Ted Unangst wrote:
On 11/26/07, Daniel Ouellet <[EMAIL PROTECTED]> wrote:
My understanding's is that all drives are using an abstraction layer
between the kernel and the drivers itself.
Now, I don't know if there is a difference between drivers for a single
processor kernel and a multiple core kernel. So, first question is if
there is a difference or not. This for the SAS drivers in Sun server.
in a sense, that is true. on the i386 platform, up and smp kernels
use different interrupt code, which may result in some differences.
OK, That's a start. Now I am doing more tests and I am able to
crash/reboot the box at will when I increase the writing speed required
to the drive.
Now the way I do this is not very scientific may be, but still valid I
think.
I can copy huge files. I mean multiple GB no problem if I limit the
transfer speed. To do this I use
scp -l 100000 /tmp/test [EMAIL PROTECTED]:/var/test
As an example and I do not have anything else running on the remote box.
I am also checking the output of
systat vmstat
To see if I can see anything prior to crash, but nothing I can point to
yet, but still digging.
I can for presume that, this is most likely directly related to how fast
it is required to write to disk, or may be the level of interrupts
needed to be process that cause the crash/reboot.
I guess this is very stupid and most likely not possible, but to test
this interrupts possibility, is there a way to change the interrupts
limits, or the interrupts code use in the mp kernel to test using the
single core one? Or may be increase the limit if any on the Interrupts
level to isolate that more?
I am getting closer and closer, but suggestions would be welcome.
This bug annoy me so much that I would love to find it and look if I can
patch it too. But I am still trying to isolate the part that it might be
in. The Interrupts part is logical and may well be where it is as well.
Is there any limits preset there that I could test.

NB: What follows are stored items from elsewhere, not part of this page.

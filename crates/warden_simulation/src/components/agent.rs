//! Базовые компоненты агента: Agent, SpawnAnchor, PursuitTarget, Quarry

use bevy::prelude::*;

/// Преследователь — маркер контролируемой сущности
///
/// Автоматически добавляет PhysicsBody, Locomotion, AIState, AIConfig,
/// SpawnAnchor и LogThrottle через Required Components.
#[derive(Component, Debug, Clone, Default, Reflect)]
#[reflect(Component)]
#[require(
    crate::components::PhysicsBody,
    crate::physics::Locomotion,
    crate::ai::AIState,
    crate::ai::AIConfig,
    SpawnAnchor,
    crate::sensing::LogThrottle
)]
pub struct Agent;

/// Домашняя позиция агента
///
/// Захватывается один раз при спавне, далее неизменна.
/// Якорь для leash-проверки, возврата домой и teleport-recovery.
#[derive(Component, Debug, Clone, Copy, Default, Reflect)]
#[reflect(Component)]
pub struct SpawnAnchor(pub Vec2);

/// Ссылка на преследуемую сущность
///
/// Read-only: core читает Transform цели, но никогда её не мутирует.
#[derive(Component, Debug, Clone, Copy)]
pub struct PursuitTarget(pub Entity);

/// Маркер преследуемой сущности (спавн в demo/тестах)
#[derive(Component, Debug, Clone, Copy, Default, Reflect)]
#[reflect(Component)]
pub struct Quarry;
//! AI decision-making module
//!
//! Приоритетный FSM преследователя: stuck pre-emption → mode behavior →
//! leash check. Решения пишут команды в Locomotion, движение исполняет
//! LocomotionPlugin следом в том же тике.

use bevy::prelude::*;

pub mod components;
pub mod systems;

// Re-export основных типов
pub use components::{AIConfig, AIDebugSnapshot, AIState, ResumeMode, StuckRecovery};

/// Set AI-решений (упорядочивается до LocomotionSet)
#[derive(SystemSet, Debug, Clone, Copy, PartialEq, Eq, Hash)]
pub struct AiDecisionSet;

/// AI Plugin
///
/// Регистрирует AI системы в FixedUpdate. Порядок выполнения:
/// 1. stuck_preemption — высший приоритет, прерывает любой режим
/// 2. fsm_tick — поведение текущего режима + leash check
pub struct AIPlugin;

impl Plugin for AIPlugin {
    fn build(&self, app: &mut App) {
        app.add_systems(
            FixedUpdate,
            (systems::fsm::stuck_preemption, systems::fsm::fsm_tick)
                .chain() // Последовательное выполнение для детерминизма
                .in_set(AiDecisionSet),
        );
    }
}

Sure look to me as an overflow or something as as soon as I increase the
writing speed to drives, or interrupt level I guess it crash.
May be to know that, or find out more, I could change the writing block
size if that's even possible to generate less interrupts and see the
results on the crash.
Any ideas is welcome. I have been testing and trying for a long time and
I always get a but closer, but not to the exact point yet anyway.
Best,
Daniel